#### [Assignment]
Transcribe, word for word, every record in the data below.

[Opening Data shown section]

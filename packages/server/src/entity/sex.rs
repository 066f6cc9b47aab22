use sea_orm::prelude::StringLen;
use sea_orm::{DeriveActiveEnum, EnumIter};
use serde::{Deserialize, Serialize};

/// Sex of a student or teacher, as recorded on their profile.
#[derive(
    Clone,
    Copy,
    Debug,
    PartialEq,
    Eq,
    Hash,
    Serialize,
    Deserialize,
    DeriveActiveEnum,
    EnumIter,
    utoipa::ToSchema,
)]
#[sea_orm(rs_type = "String", db_type = "String(StringLen::None)")]
pub enum Sex {
    #[sea_orm(string_value = "Male")]
    Male,
    #[sea_orm(string_value = "Female")]
    Female,
}
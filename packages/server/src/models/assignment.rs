use chrono::{DateTime, Utc};
use sea_orm::FromQueryResult;
use serde::{Deserialize, Serialize};

use crate::error::AppError;

pub use super::shared::Pagination;
use super::shared::{validate_required, validate_time_window};

#[derive(Deserialize, utoipa::ToSchema)]
pub struct CreateAssignmentRequest {
    pub title: String,
    pub start_date: DateTime<Utc>,
    pub due_date: DateTime<Utc>,
    pub lesson_id: i32,
}

#[derive(Deserialize, Default, PartialEq, utoipa::ToSchema)]
pub struct UpdateAssignmentRequest {
    pub title: Option<String>,
    pub start_date: Option<DateTime<Utc>>,
    pub due_date: Option<DateTime<Utc>>,
    pub lesson_id: Option<i32>,
}

#[derive(Serialize, utoipa::ToSchema)]
pub struct AssignmentResponse {
    pub id: i32,
    pub title: String,
    pub start_date: DateTime<Utc>,
    pub due_date: DateTime<Utc>,
    pub lesson_id: i32,
}

impl From<crate::entity::assignment::Model> for AssignmentResponse {
    fn from(m: crate::entity::assignment::Model) -> Self {
        Self {
            id: m.id,
            title: m.title,
            start_date: m.start_date,
            due_date: m.due_date,
            lesson_id: m.lesson_id,
        }
    }
}

#[derive(Serialize, FromQueryResult, utoipa::ToSchema)]
pub struct AssignmentListItem {
    pub id: i32,
    pub title: String,
    pub start_date: DateTime<Utc>,
    pub due_date: DateTime<Utc>,
    pub subject_name: String,
    pub class_name: String,
    pub teacher_name: String,
    pub teacher_surname: String,
}

#[derive(Serialize, utoipa::ToSchema)]
pub struct AssignmentListResponse {
    pub data: Vec<AssignmentListItem>,
    pub pagination: Pagination,
}

#[derive(Deserialize, utoipa::IntoParams)]
pub struct AssignmentListQuery {
    /// 1-based page number.
    pub page: Option<u64>,
    /// Restrict to assignments of lessons held in this class.
    pub class_id: Option<i32>,
    /// Restrict to assignments of lessons taught by this teacher.
    pub teacher_id: Option<i32>,
    /// Case-insensitive substring match on the lesson's subject name.
    pub search: Option<String>,
}

pub fn validate_create_assignment(req: &CreateAssignmentRequest) -> Result<(), AppError> {
    validate_required("title", &req.title)?;
    validate_time_window(req.start_date, req.due_date, "start date", "due date")?;
    Ok(())
}

pub fn validate_update_assignment(req: &UpdateAssignmentRequest) -> Result<(), AppError> {
    if let Some(ref title) = req.title {
        validate_required("title", title)?;
    }
    if let (Some(start), Some(due)) = (req.start_date, req.due_date) {
        validate_time_window(start, due, "start date", "due date")?;
    }
    Ok(())
}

[Closing Data shown section]

#### [Exercise result]
filename packages/server/src/entity/sex.rs
repository 066f6cc9b47aab22
use sea_orm::prelude::StringLen;
use sea_orm::{DeriveActiveEnum, EnumIter};
use serde::{Deserialize, Serialize};

/// Sex of a student or teacher, as recorded on their profile.
#[derive(
    Clone,
    Copy,
    Debug,
    PartialEq,
    Eq,
    Hash,
    Serialize,
    Deserialize,
    DeriveActiveEnum,
    EnumIter,
    utoipa::ToSchema,
)]
#[sea_orm(rs_type = "String", db_type = "String(StringLen::None)")]
pub enum Sex {
    #[sea_orm(string_value = "Male")]
    Male,
    #[sea_orm(string_value = "Female")]
    Female,
}
filename packages/server/src/models/assignment.rs
use chrono::{DateTime, Utc};
use sea_orm::FromQueryResult;
use serde::{Deserialize, Serialize};

use crate::error::AppError;

pub use super::shared::Pagination;
use super::shared::{validate_required, validate_time_window};

#[derive(Deserialize, utoipa::ToSchema)]
pub struct CreateAssignmentRequest {
    pub title: String,
    pub start_date: DateTime<Utc>,
    pub due_date: DateTime<Utc>,
    pub lesson_id: i32,
}

#[derive(Deserialize, Default, PartialEq, utoipa::ToSchema)]
pub struct UpdateAssignmentRequest {
    pub title: Option<String>,
    pub start_date: Option<DateTime<Utc>>,
    pub due_date: Option<DateTime<Utc>>,
    pub lesson_id: Option<i32>,
}

#[derive(Serialize, utoipa::ToSchema)]
pub struct AssignmentResponse {
    pub id: i32,
    pub title: String,
    pub start_date: DateTime<Utc>,
    pub due_date: DateTime<Utc>,
    pub lesson_id: i32,
}

impl From<crate::entity::assignment::Model> for AssignmentResponse {
    fn from(m: crate::entity::assignment::Model) -> Self {
        Self {
            id: m.id,
            title: m.title,
            start_date: m.start_date,
            due_date: m.due_date,
            lesson_id: m.lesson_id,
        }
    }
}

#[derive(Serialize, FromQueryResult, utoipa::ToSchema)]
pub struct AssignmentListItem {
    pub id: i32,
    pub title: String,
    pub start_date: DateTime<Utc>,
    pub due_date: DateTime<Utc>,
    pub subject_name: String,
    pub class_name: String,
    pub teacher_name: String,
    pub teacher_surname: String,
}

#[derive(Serialize, utoipa::ToSchema)]
pub struct AssignmentListResponse {
    pub data: Vec<AssignmentListItem>,
    pub pagination: Pagination,
}

#[derive(Deserialize, utoipa::IntoParams)]
pub struct AssignmentListQuery {
    /// 1-based page number.
    pub page: Option<u64>,
    /// Restrict to assignments of lessons held in this class.
    pub class_id: Option<i32>,
    /// Restrict to assignments of lessons taught by this teacher.
    pub teacher_id: Option<i32>,
    /// Case-insensitive substring match on the lesson's subject name.
    pub search: Option<String>,
}

pub fn validate_create_assignment(req: &CreateAssignmentRequest) -> Result<(), AppError> {
    validate_required("title", &req.title)?;
    validate_time_window(req.start_date, req.due_date, "start date", "due date")?;
    Ok(())
}

pub fn validate_update_assignment(req: &UpdateAssignmentRequest) -> Result<(), AppError> {
    if let Some(ref title) = req.title {
        validate_required("title", title)?;
    }
    if let (Some(start), Some(due)) = (req.start_date, req.due_date) {
        validate_time_window(start, due, "start date", "due date")?;
    }
    Ok(())
}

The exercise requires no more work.